Work required
Check each line of the material for the string "connection", then give only how many lines have it.

Source material
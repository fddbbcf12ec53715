//! HTTP/1.x request parser.
//!
//! Parses the request line and header block of an inbound request and frames
//! its body, either by `Content-Length` or by chunked transfer coding.

mod body;
mod request;
mod method;
mod version;
mod error;

// Re-export public items
pub use request::HttpRequest;
pub use method::Method;
pub use version::HttpVersion;
pub use error::Error;

pub use request::{find_head_end, parse_request};
pub use body::{BodyFraming, decode_chunked};
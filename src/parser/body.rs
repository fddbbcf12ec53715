//! Request body framing.

use crate::parser::error::Error;
use crate::parser::request::HttpRequest;

/// How the body of a request is delimited on the wire.
#[derive(Debug, Clone, Copy, PartialEq, Eq)]
pub enum BodyFraming {
    /// No body follows the head.
    Empty,
    /// Exactly this many bytes follow the head.
    Length(usize),
    /// The body uses chunked transfer coding.
    Chunked,
}

impl HttpRequest {
    /// Determine the body framing from the request headers.
    ///
    /// `Transfer-Encoding: chunked` takes precedence over `Content-Length`.
    pub fn body_framing(&self) -> Result<BodyFraming, Error> {
        if let Some(encoding) = self.get_header("Transfer-Encoding") {
            let chunked = encoding
                .rsplit(',')
                .next()
                .is_some_and(|last| last.trim().eq_ignore_ascii_case("chunked"));
            if chunked {
                return Ok(BodyFraming::Chunked);
            }
        }

        match self.get_header("Content-Length") {
            Some(value) => {
                let length = value
                    .trim()
                    .parse::<usize>()
                    .map_err(|_| Error::InvalidContentLength(value.clone()))?;
                if length == 0 {
                    Ok(BodyFraming::Empty)
                } else {
                    Ok(BodyFraming::Length(length))
                }
            }
            None => Ok(BodyFraming::Empty),
        }
    }
}

fn find_crlf(input: &[u8], from: usize) -> Option<usize> {
    input
        .get(from..)?
        .windows(2)
        .position(|window| window == b"\r\n")
        .map(|pos| from + pos)
}

/// Decode a chunked body from the start of `input`.
///
/// Returns `Ok(None)` while more bytes are needed, and otherwise the decoded
/// body together with the number of input bytes consumed (trailers included).
/// Chunk extensions and trailer fields are skipped.
pub fn decode_chunked(input: &[u8]) -> Result<Option<(Vec<u8>, usize)>, Error> {
    let mut body = Vec::new();
    let mut pos = 0;

    loop {
        let Some(line_end) = find_crlf(input, pos) else {
            return Ok(None);
        };

        let size_line = String::from_utf8_lossy(&input[pos..line_end]);
        let size_text = size_line.split(';').next().unwrap_or_default().trim();
        let size = usize::from_str_radix(size_text, 16)
            .map_err(|_| Error::InvalidChunk(size_text.to_string()))?;
        pos = line_end + 2;

        if size == 0 {
            // Skip trailer fields up to the terminating blank line
            loop {
                let Some(trailer_end) = find_crlf(input, pos) else {
                    return Ok(None);
                };
                let blank = trailer_end == pos;
                pos = trailer_end + 2;
                if blank {
                    return Ok(Some((body, pos)));
                }
            }
        }

        let (data_end, chunk_end) = pos
            .checked_add(size)
            .and_then(|data_end| Some((data_end, data_end.checked_add(2)?)))
            .ok_or_else(|| Error::InvalidChunk(size_text.to_string()))?;
        if input.len() < chunk_end {
            return Ok(None);
        }
        if &input[data_end..chunk_end] != b"\r\n" {
            return Err(Error::InvalidChunk("missing CRLF after chunk data".to_string()));
        }

        body.extend_from_slice(&input[pos..data_end]);
        pos = chunk_end;
    }
}
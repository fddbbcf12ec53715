//! Error types for the mock server.

use std::net::SocketAddr;
use thiserror::Error;

use crate::parser::Error as ParserError;

/// Errors that can occur during mock server operation.
#[derive(Debug, Error)]
pub enum Error {
    /// Error parsing an HTTP request.
    #[error("Parse error: {0}")]
    ParseError(#[from] ParserError),

    /// I/O error.
    #[error("I/O error: {0}")]
    IoError(#[from] std::io::Error),

    /// `listen` was called on a server that is already listening.
    #[error("Already listening")]
    AlreadyListening,

    /// The listening socket could not be bound.
    #[error("Failed to bind {addr}: {source}")]
    Bind {
        addr: SocketAddr,
        #[source]
        source: std::io::Error,
    },

    /// A request arrived while the handler queue was empty.
    ///
    /// The text (lowercase `handler`, trailing period) is what clients of the
    /// mock match on in the 500 body; keep it stable.
    #[error("Missing handler.")]
    MissingHandler,

    /// A handler returned an error or panicked.
    #[error("{0}")]
    HandlerFault(String),

    /// Internal server error.
    #[error("Internal server error: {0}")]
    InternalError(String),

    /// JSON serialization/deserialization error.
    #[error("JSON error: {0}")]
    JsonError(#[from] serde_json::Error),
}
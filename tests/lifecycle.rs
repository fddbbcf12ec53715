mod common;

use std::net::TcpListener as StdTcpListener;
use std::time::Duration;
use tokio::io::AsyncWriteExt;
use tokio::net::TcpStream;

use stubhttp_rs::{Method, MockServer, Reply, ServerError, ServerOptions};

use common::{get, quiet_config, quiet_server};

#[tokio::test]
async fn test_new_server_is_stopped() {
    let server = quiet_server().await;
    assert!(!server.is_listening());
    assert_eq!(server.port(), None);
    assert_eq!(server.local_addr(), None);
    assert_eq!(server.url("/"), None);
}

#[tokio::test]
async fn test_listen_and_close() {
    let server = quiet_server().await;
    let addr = server.listen(0).await.unwrap();

    assert!(server.is_listening());
    assert_eq!(server.port(), Some(addr.port()));
    assert_eq!(server.local_addr(), Some(addr));
    assert_eq!(server.url("/a?b=c").unwrap(), format!("http://{addr}/a?b=c"));

    server.close().await.unwrap();
    assert!(!server.is_listening());
    assert_eq!(server.local_addr(), None);
    assert!(TcpStream::connect(addr).await.is_err());
}

#[tokio::test]
async fn test_listen_twice_fails_without_side_effects() {
    let server = quiet_server().await;
    let addr = server.listen(0).await.unwrap();
    server.register(Method::GET, "/", Reply::text(200, "still here"));

    let second = server.listen(0).await;
    assert!(matches!(second, Err(ServerError::AlreadyListening)));
    assert_eq!(second.unwrap_err().to_string(), "Already listening");

    assert!(server.is_listening());
    assert_eq!(server.port(), Some(addr.port()));
    assert_eq!(server.pending_handlers(), 1);

    let response = get(addr, "/").await;
    assert_eq!(response.status, 200);
    assert_eq!(response.body, "still here");

    server.close().await.unwrap();
}

#[tokio::test]
async fn test_close_is_idempotent() {
    let server = quiet_server().await;
    server.close().await.unwrap();

    server.listen(0).await.unwrap();
    server.close().await.unwrap();
    server.close().await.unwrap();
    assert!(!server.is_listening());
}

#[tokio::test]
async fn test_restart_clears_history_and_handlers() {
    let server = quiet_server().await;
    let addr = server.listen(0).await.unwrap();
    server.register(Method::GET, "/", Reply::default());
    get(addr, "/first").await;
    server.register(Method::GET, "/", Reply::default());

    assert_eq!(server.requests().len(), 1);
    assert_eq!(server.pending_handlers(), 1);
    server.close().await.unwrap();

    // History survives close until the next listen
    assert_eq!(server.last_request().unwrap().path, "/first");

    let addr = server.listen(addr.port()).await.unwrap();
    assert!(server.last_request().is_none());
    assert!(server.requests().is_empty());
    assert_eq!(server.pending_handlers(), 0);

    let response = get(addr, "/").await;
    assert_eq!(response.status, 500);
    assert!(response.body.starts_with("Error: Missing handler."));

    server.close().await.unwrap();
}

#[tokio::test]
async fn test_bind_failure_leaves_server_stopped() {
    let occupied = StdTcpListener::bind("127.0.0.1:0").unwrap();
    let port = occupied.local_addr().unwrap().port();

    let server = quiet_server().await;
    let result = server.listen(port).await;
    assert!(matches!(result, Err(ServerError::Bind { .. })));
    assert!(!server.is_listening());
    assert_eq!(server.port(), None);

    // A failed bind does not block a later listen
    drop(occupied);
    server.listen(0).await.unwrap();
    server.close().await.unwrap();
}

#[tokio::test]
async fn test_construct_with_port_listens_immediately() {
    common::init_logging();
    let server = MockServer::with_options(ServerOptions::Port(0)).await.unwrap();
    assert!(server.is_listening());
    server.close().await.unwrap();

    let server = MockServer::with_options(quiet_config().with_port(0)).await.unwrap();
    let addr = server.local_addr().unwrap();
    server.register(Method::GET, "/", Reply::status(204));
    assert_eq!(get(addr, "/").await.status, 204);
    server.close().await.unwrap();
}

#[tokio::test]
async fn test_construct_with_occupied_port_fails() {
    let occupied = StdTcpListener::bind("127.0.0.1:0").unwrap();
    let port = occupied.local_addr().unwrap().port();

    let result = MockServer::with_options(quiet_config().with_port(port)).await;
    assert!(matches!(result, Err(ServerError::Bind { .. })));
}

#[tokio::test]
async fn test_clones_control_the_same_server() {
    let server = quiet_server().await;
    let handle = server.clone();
    let addr = handle.listen(0).await.unwrap();

    assert!(server.is_listening());
    server.register(Method::GET, "/", Reply::default());
    assert_eq!(handle.pending_handlers(), 1);

    get(addr, "/cloned").await;
    assert_eq!(handle.last_request().unwrap().path, "/cloned");

    handle.close().await.unwrap();
    assert!(!server.is_listening());
}

#[tokio::test]
async fn test_cancelled_close_still_stops_the_server() {
    let server = quiet_server().await;
    let addr = server.listen(0).await.unwrap();

    // A request whose head never completes keeps the connection in flight
    let mut client = TcpStream::connect(addr).await.unwrap();
    client.write_all(b"GET / HTTP/1.1\r\nHost: loc").await.unwrap();
    tokio::time::sleep(Duration::from_millis(50)).await;

    let timed_out = tokio::time::timeout(Duration::from_millis(50), server.close()).await;
    assert!(timed_out.is_err());

    // Releasing the connection lets the abandoned shutdown finish on its own
    drop(client);
    tokio::time::timeout(Duration::from_secs(2), async {
        while server.is_listening() {
            tokio::time::sleep(Duration::from_millis(10)).await;
        }
    })
    .await
    .unwrap();

    server.close().await.unwrap();
    let addr = server.listen(0).await.unwrap();
    server.register(Method::GET, "/", Reply::status(204));
    assert_eq!(get(addr, "/").await.status, 204);
    server.close().await.unwrap();
}

#[tokio::test]
async fn test_concurrent_close_waits_for_shutdown() {
    let server = quiet_server().await;
    let addr = server.listen(0).await.unwrap();

    let mut client = TcpStream::connect(addr).await.unwrap();
    client.write_all(b"GET / HTTP/1.1\r\nHost: loc").await.unwrap();
    tokio::time::sleep(Duration::from_millis(50)).await;

    let first = server.clone();
    let first = tokio::spawn(async move { first.close().await });
    tokio::time::sleep(Duration::from_millis(50)).await;

    // The second close must not return while the first is still draining
    let second = server.clone();
    let mut second = tokio::spawn(async move { second.close().await });
    assert!(tokio::time::timeout(Duration::from_millis(50), &mut second).await.is_err());
    assert!(server.is_listening());

    drop(client);
    second.await.unwrap().unwrap();
    first.await.unwrap().unwrap();
    assert!(!server.is_listening());
    assert!(TcpStream::connect(addr).await.is_err());
}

Answer for the task
2